▸ **To do**:
Repeat the data below exactly, with every entry included.

(Stored items)

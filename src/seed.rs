// 🌱 Seed Document - used on first run, after reset, and when stored data is corrupt
//
// Dates are relative to "now" so a fresh install always shows activity in
// the current reporting month.

use crate::entities::{new_id, Amount, Document, Expense, Payment, Student};
use crate::temporal::iso_days_ago;
use chrono::{DateTime, Utc};

/// Seed built against the current clock
pub fn seed_document() -> Document {
    seed_document_at(Utc::now())
}

/// Seed with dates offset from `now`: students enrolled 18/10/3 days ago,
/// payments 15/7 days ago, expenses 20/8/6 days ago.
/// Payments are linked to the first seed student.
pub fn seed_document_at(now: DateTime<Utc>) -> Document {
    let students = vec![
        student(now, "Xayitbek", "+998 90 123 45 67", "USA - Bachelor", "paid", 18),
        student(now, "Olloyor", "+998 97 555 77 00", "Malaysia - Diploma", "enrolled", 10),
        student(now, "Makhliyo", "+998 97 385 79 25", "TESOL - Master", "lead", 3),
    ];
    let first_student = students[0].id.clone();

    let payments = vec![
        Payment {
            id: new_id(),
            student_id: first_student.clone(),
            amount: Some(Amount::from(1500.0)),
            currency: Some("USD".to_string()),
            method: Some("card".to_string()),
            received_by: Some("Adham".to_string()),
            paid_at: Some(iso_days_ago(now, 15)),
            note: Some("Standard package".to_string()),
            ..Default::default()
        },
        Payment {
            id: new_id(),
            student_id: first_student,
            amount: Some(Amount::from(4000.0)),
            currency: Some("USD".to_string()),
            method: Some("bank".to_string()),
            received_by: Some("Malika".to_string()),
            paid_at: Some(iso_days_ago(now, 7)),
            note: Some("Premium package".to_string()),
            ..Default::default()
        },
    ];

    let expenses = vec![
        expense(now, "Office Rent", 400.0, "Landlord", 20, "bank", "Andijan office", "Shahzod"),
        expense(now, "Marketing (Instagram)", 120.0, "Meta Ads", 8, "card", "Reels boost", "Adham"),
        expense(now, "Referral Commission", 100.0, "Teacher Zaynab", 6, "cash", "1 student", "Malika"),
    ];

    Document {
        staff: ["Adham", "Shahzod", "Malika", "Nodira"]
            .iter()
            .map(|s| s.to_string())
            .collect(),
        students,
        payments,
        expenses,
        extra: Default::default(),
    }
}

fn student(
    now: DateTime<Utc>,
    name: &str,
    phone: &str,
    program: &str,
    status: &str,
    days_ago: i64,
) -> Student {
    Student {
        id: new_id(),
        name: Some(name.to_string()),
        phone: Some(phone.to_string()),
        program: Some(program.to_string()),
        status: Some(status.to_string()),
        enrolled_at: Some(iso_days_ago(now, days_ago)),
        ..Default::default()
    }
}

#[allow(clippy::too_many_arguments)]
fn expense(
    now: DateTime<Utc>,
    category: &str,
    amount: f64,
    paid_to: &str,
    days_ago: i64,
    method: &str,
    note: &str,
    entered_by: &str,
) -> Expense {
    Expense {
        id: new_id(),
        category: Some(category.to_string()),
        amount: Some(Amount::from(amount)),
        currency: Some("USD".to_string()),
        paid_to: Some(paid_to.to_string()),
        paid_at: Some(iso_days_ago(now, days_ago)),
        method: Some(method.to_string()),
        note: Some(note.to_string()),
        entered_by: Some(entered_by.to_string()),
        ..Default::default()
    }
}

/// Copy of `doc` with every record id blanked, for comparing two seeds
/// generated at different times. Student links are blanked too.
pub fn without_ids(doc: &Document) -> Document {
    let mut out = doc.clone();
    out.students.iter_mut().for_each(|s| s.id.clear());
    out.payments.iter_mut().for_each(|p| {
        p.id.clear();
        p.student_id.clear();
    });
    out.expenses.iter_mut().for_each(|e| e.id.clear());
    out
}

#[cfg(test)]
mod tests {
    use super::*;
    use chrono::TimeZone;

    #[test]
    fn test_seed_shape() {
        let doc = seed_document();
        assert_eq!(doc.staff, vec!["Adham", "Shahzod", "Malika", "Nodira"]);
        assert_eq!(doc.students.len(), 3);
        assert_eq!(doc.payments.len(), 2);
        assert_eq!(doc.expenses.len(), 3);
    }

    #[test]
    fn test_seed_payments_linked_to_first_student() {
        let doc = seed_document();
        let first = &doc.students[0].id;
        assert!(doc.payments.iter().all(|p| &p.student_id == first));
    }

    #[test]
    fn test_seed_ids_are_unique() {
        let doc = seed_document();
        let mut ids: Vec<&str> = doc
            .students
            .iter()
            .map(|s| s.id.as_str())
            .chain(doc.payments.iter().map(|p| p.id.as_str()))
            .chain(doc.expenses.iter().map(|e| e.id.as_str()))
            .collect();
        let total = ids.len();
        ids.sort();
        ids.dedup();
        assert_eq!(ids.len(), total);
    }

    #[test]
    fn test_seed_dates_relative_to_now() {
        let now = Utc.with_ymd_and_hms(2024, 5, 20, 12, 0, 0).unwrap();
        let doc = seed_document_at(now);

        assert_eq!(doc.students[0].enrolled_at.as_deref(), Some("2024-05-02T12:00:00.000Z"));
        assert_eq!(doc.payments[0].paid_at.as_deref(), Some("2024-05-05T12:00:00.000Z"));
        assert_eq!(doc.payments[1].paid_at.as_deref(), Some("2024-05-13T12:00:00.000Z"));
        assert_eq!(doc.expenses[0].paid_at.as_deref(), Some("2024-04-30T12:00:00.000Z"));
    }

    #[test]
    fn test_two_seeds_equal_ignoring_ids() {
        let now = Utc.with_ymd_and_hms(2024, 5, 20, 12, 0, 0).unwrap();
        let a = seed_document_at(now);
        let b = seed_document_at(now);

        assert_ne!(a, b);
        assert_eq!(without_ids(&a), without_ids(&b));
    }
}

▸ **Exercise output**:
filename src/seed.rs
// 🌱 Seed Document - used on first run, after reset, and when stored data is corrupt
//
// Dates are relative to "now" so a fresh install always shows activity in
// the current reporting month.

use crate::entities::{new_id, Amount, Document, Expense, Payment, Student};
use crate::temporal::iso_days_ago;
use chrono::{DateTime, Utc};

/// Seed built against the current clock
pub fn seed_document() -> Document {
    seed_document_at(Utc::now())
}

/// Seed with dates offset from `now`: students enrolled 18/10/3 days ago,
/// payments 15/7 days ago, expenses 20/8/6 days ago.
/// Payments are linked to the first seed student.
pub fn seed_document_at(now: DateTime<Utc>) -> Document {
    let students = vec![
        student(now, "Xayitbek", "+998 90 123 45 67", "USA - Bachelor", "paid", 18),
        student(now, "Olloyor", "+998 97 555 77 00", "Malaysia - Diploma", "enrolled", 10),
        student(now, "Makhliyo", "+998 97 385 79 25", "TESOL - Master", "lead", 3),
    ];
    let first_student = students[0].id.clone();

    let payments = vec![
        Payment {
            id: new_id(),
            student_id: first_student.clone(),
            amount: Some(Amount::from(1500.0)),
            currency: Some("USD".to_string()),
            method: Some("card".to_string()),
            received_by: Some("Adham".to_string()),
            paid_at: Some(iso_days_ago(now, 15)),
            note: Some("Standard package".to_string()),
            ..Default::default()
        },
        Payment {
            id: new_id(),
            student_id: first_student,
            amount: Some(Amount::from(4000.0)),
            currency: Some("USD".to_string()),
            method: Some("bank".to_string()),
            received_by: Some("Malika".to_string()),
            paid_at: Some(iso_days_ago(now, 7)),
            note: Some("Premium package".to_string()),
            ..Default::default()
        },
    ];

    let expenses = vec![
        expense(now, "Office Rent", 400.0, "Landlord", 20, "bank", "Andijan office", "Shahzod"),
        expense(now, "Marketing (Instagram)", 120.0, "Meta Ads", 8, "card", "Reels boost", "Adham"),
        expense(now, "Referral Commission", 100.0, "Teacher Zaynab", 6, "cash", "1 student", "Malika"),
    ];

    Document {
        staff: ["Adham", "Shahzod", "Malika", "Nodira"]
            .iter()
            .map(|s| s.to_string())
            .collect(),
        students,
        payments,
        expenses,
        extra: Default::default(),
    }
}

fn student(
    now: DateTime<Utc>,
    name: &str,
    phone: &str,
    program: &str,
    status: &str,
    days_ago: i64,
) -> Student {
    Student {
        id: new_id(),
        name: Some(name.to_string()),
        phone: Some(phone.to_string()),
        program: Some(program.to_string()),
        status: Some(status.to_string()),
        enrolled_at: Some(iso_days_ago(now, days_ago)),
        ..Default::default()
    }
}

#[allow(clippy::too_many_arguments)]
fn expense(
    now: DateTime<Utc>,
    category: &str,
    amount: f64,
    paid_to: &str,
    days_ago: i64,
    method: &str,
    note: &str,
    entered_by: &str,
) -> Expense {
    Expense {
        id: new_id(),
        category: Some(category.to_string()),
        amount: Some(Amount::from(amount)),
        currency: Some("USD".to_string()),
        paid_to: Some(paid_to.to_string()),
        paid_at: Some(iso_days_ago(now, days_ago)),
        method: Some(method.to_string()),
        note: Some(note.to_string()),
        entered_by: Some(entered_by.to_string()),
        ..Default::default()
    }
}

/// Copy of `doc` with every record id blanked, for comparing two seeds
/// generated at different times. Student links are blanked too.
pub fn without_ids(doc: &Document) -> Document {
    let mut out = doc.clone();
    out.students.iter_mut().for_each(|s| s.id.clear());
    out.payments.iter_mut().for_each(|p| {
        p.id.clear();
        p.student_id.clear();
    });
    out.expenses.iter_mut().for_each(|e| e.id.clear());
    out
}

#[cfg(test)]
mod tests {
    use super::*;
    use chrono::TimeZone;

    #[test]
    fn test_seed_shape() {
        let doc = seed_document();
        assert_eq!(doc.staff, vec!["Adham", "Shahzod", "Malika", "Nodira"]);
        assert_eq!(doc.students.len(), 3);
        assert_eq!(doc.payments.len(), 2);
        assert_eq!(doc.expenses.len(), 3);
    }

    #[test]
    fn test_seed_payments_linked_to_first_student() {
        let doc = seed_document();
        let first = &doc.students[0].id;
        assert!(doc.payments.iter().all(|p| &p.student_id == first));
    }

    #[test]
    fn test_seed_ids_are_unique() {
        let doc = seed_document();
        let mut ids: Vec<&str> = doc
            .students
            .iter()
            .map(|s| s.id.as_str())
            .chain(doc.payments.iter().map(|p| p.id.as_str()))
            .chain(doc.expenses.iter().map(|e| e.id.as_str()))
            .collect();
        let total = ids.len();
        ids.sort();
        ids.dedup();
        assert_eq!(ids.len(), total);
    }

    #[test]
    fn test_seed_dates_relative_to_now() {
        let now = Utc.with_ymd_and_hms(2024, 5, 20, 12, 0, 0).unwrap();
        let doc = seed_document_at(now);

        assert_eq!(doc.students[0].enrolled_at.as_deref(), Some("2024-05-02T12:00:00.000Z"));
        assert_eq!(doc.payments[0].paid_at.as_deref(), Some("2024-05-05T12:00:00.000Z"));
        assert_eq!(doc.payments[1].paid_at.as_deref(), Some("2024-05-13T12:00:00.000Z"));
        assert_eq!(doc.expenses[0].paid_at.as_deref(), Some("2024-04-30T12:00:00.000Z"));
    }

    #[test]
    fn test_two_seeds_equal_ignoring_ids() {
        let now = Utc.with_ymd_and_hms(2024, 5, 20, 12, 0, 0).unwrap();
        let a = seed_document_at(now);
        let b = seed_document_at(now);

        assert_ne!(a, b);
        assert_eq!(without_ids(&a), without_ids(&b));
    }
}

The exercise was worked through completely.